**WHAT TO PRODUCE**
From the records below, transcribe only the lines running from the one with "Resolve a name" through the one with "semver requirement and". Keep both of those end lines.

**Stored data**

---

//! Registry abstraction
//!
//! A registry is a base locator under which each plugin has a directory
//! holding an `index.toml` (its published versions) and the per-version
//! artifacts. Two backends are provided: a local filesystem registry and an
//! http(s) registry with the same index shape. Resolution is
//! adapter-agnostic: the resolver only sees the [`RegistryClient`] trait.

pub mod archive;
pub mod fetch;
pub mod integrity;
pub mod locator;

mod file;
mod http;

use anyhow::Result;
use semver::{Version, VersionReq};
use serde::Deserialize;
use std::path::{Path, PathBuf};

use crate::install::resolver::ResolvedPackage;

pub use fetch::FetchedSource;
pub use file::FileRegistry;
pub use http::HttpRegistry;
pub use locator::Locator;

/// Index file name inside a plugin's registry directory
pub const INDEX_FILE_NAME: &str = "index.toml";

/// Parsed registry index for one plugin
#[derive(Debug, Clone, Deserialize)]
pub struct RegistryIndex {
    #[serde(default)]
    pub versions: Vec<IndexVersion>,
}

/// One published version in a registry index
#[derive(Debug, Clone, Deserialize)]
pub struct IndexVersion {
    pub version: String,

    /// Artifact reference: a file or URL relative to the plugin's registry
    /// directory, or fully qualified
    pub artifact: String,
}

/// Turns version specs into fetchable package references
pub trait RegistryClient {
    /// Resolve a name and optional version spec to a concrete package,
    /// `None` when the registry does not offer a match
    fn resolve_package(&self, name: &str, version_spec: Option<&str>)
        -> Result<Option<ResolvedPackage>>;

    /// Fetch a resolved package's source tree into `scratch`
    fn fetch_package(&self, resolved: &ResolvedPackage, scratch: &Path) -> Result<PathBuf> {
        let fetched = fetch::fetch_locator(&resolved.to_locator()?, scratch, &resolved.name)?;
        Ok(fetched.dir)
    }
}

/// Build a registry client for a base locator
pub fn client_for(base: &str, project_root: &Path) -> Option<Box<dyn RegistryClient>> {
    match locator::parse(base, project_root)? {
        Locator::Path(path) => Some(Box::new(FileRegistry::new(path))),
        Locator::Http(url) => Some(Box::new(HttpRegistry::new(url))),
        _ => None,
    }
}

/// Pick the best index entry for a version spec
///
/// Exact string matches win; otherwise the spec is a semver requirement and
/// the highest matching version is chosen. No spec means the highest
/// published version. The range-matching semantics themselves are semver's.
pub fn best_match<'a>(
    versions: &'a [IndexVersion],
    version_spec: Option<&str>,
) -> Option<&'a IndexVersion> {
    if versions.is_empty() {
        return None;
    }

    if let Some(spec) = version_spec {
        if let Some(exact) = versions.iter().find(|entry| entry.version == spec) {
            return Some(exact);
        }

        let requirement = VersionReq::parse(spec).ok()?;
        return versions
            .iter()
            .filter_map(|entry| {
                Version::parse(&entry.version)
                    .ok()
                    .filter(|version| requirement.matches(version))
                    .map(|version| (version, entry))
            })
            .max_by(|(a, _), (b, _)| a.cmp(b))
            .map(|(_, entry)| entry);
    }

    versions
        .iter()
        .filter_map(|entry| {
            Version::parse(&entry.version)
                .ok()
                .map(|version| (version, entry))
        })
        .max_by(|(a, _), (b, _)| a.cmp(b))
        .map(|(_, entry)| entry)
        .or_else(|| versions.last())
}

/// Load and parse an index file's text
pub(crate) fn parse_index(content: &str) -> Result<RegistryIndex> {
    Ok(toml::from_str(content)?)
}

/// Join a possibly-relative artifact reference onto a base path
pub(crate) fn join_artifact_path(plugin_dir: &Path, artifact: &str) -> PathBuf {
    let candidate = Path::new(artifact);
    if candidate.is_absolute() {
        candidate.to_path_buf()
    } else {
        plugin_dir.join(artifact)
    }
}
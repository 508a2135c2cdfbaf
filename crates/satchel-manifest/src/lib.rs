//! satchel-manifest - plugin descriptors and persistent install state
//!
//! This crate owns the three on-disk records satchel maintains:
//! - the plugin descriptor (`plugin.toml` / `plugin.yaml`) shipped inside a
//!   plugin package, parsed into typed component lists
//! - the state file (`.satchel/state.toml`), the system of record for every
//!   path and side-effect satchel created on a plugin's behalf
//! - the lockfile (`satchel.lock`), the exact versions last installed

pub mod descriptor;
pub mod errors;
pub mod lockfile;
pub mod state;

pub use descriptor::{
    AgentFileInjection, Component, ComponentKind, ContextItem, ContextSpec, McpServerDecl,
    PluginManifest,
};
pub use errors::{DescriptorError, StoreError};
pub use lockfile::{LockEntry, Lockfile};
pub use state::{PluginState, StateFile};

---

**TASK RESULT**
    /// Resolve a name and optional version spec to a concrete package,
    /// `None` when the registry does not offer a match
    fn resolve_package(&self, name: &str, version_spec: Option<&str>)
        -> Result<Option<ResolvedPackage>>;

    /// Fetch a resolved package's source tree into `scratch`
    fn fetch_package(&self, resolved: &ResolvedPackage, scratch: &Path) -> Result<PathBuf> {
        let fetched = fetch::fetch_locator(&resolved.to_locator()?, scratch, &resolved.name)?;
        Ok(fetched.dir)
    }
}

/// Build a registry client for a base locator
pub fn client_for(base: &str, project_root: &Path) -> Option<Box<dyn RegistryClient>> {
    match locator::parse(base, project_root)? {
        Locator::Path(path) => Some(Box::new(FileRegistry::new(path))),
        Locator::Http(url) => Some(Box::new(HttpRegistry::new(url))),
        _ => None,
    }
}

/// Pick the best index entry for a version spec
///
/// Exact string matches win; otherwise the spec is a semver requirement and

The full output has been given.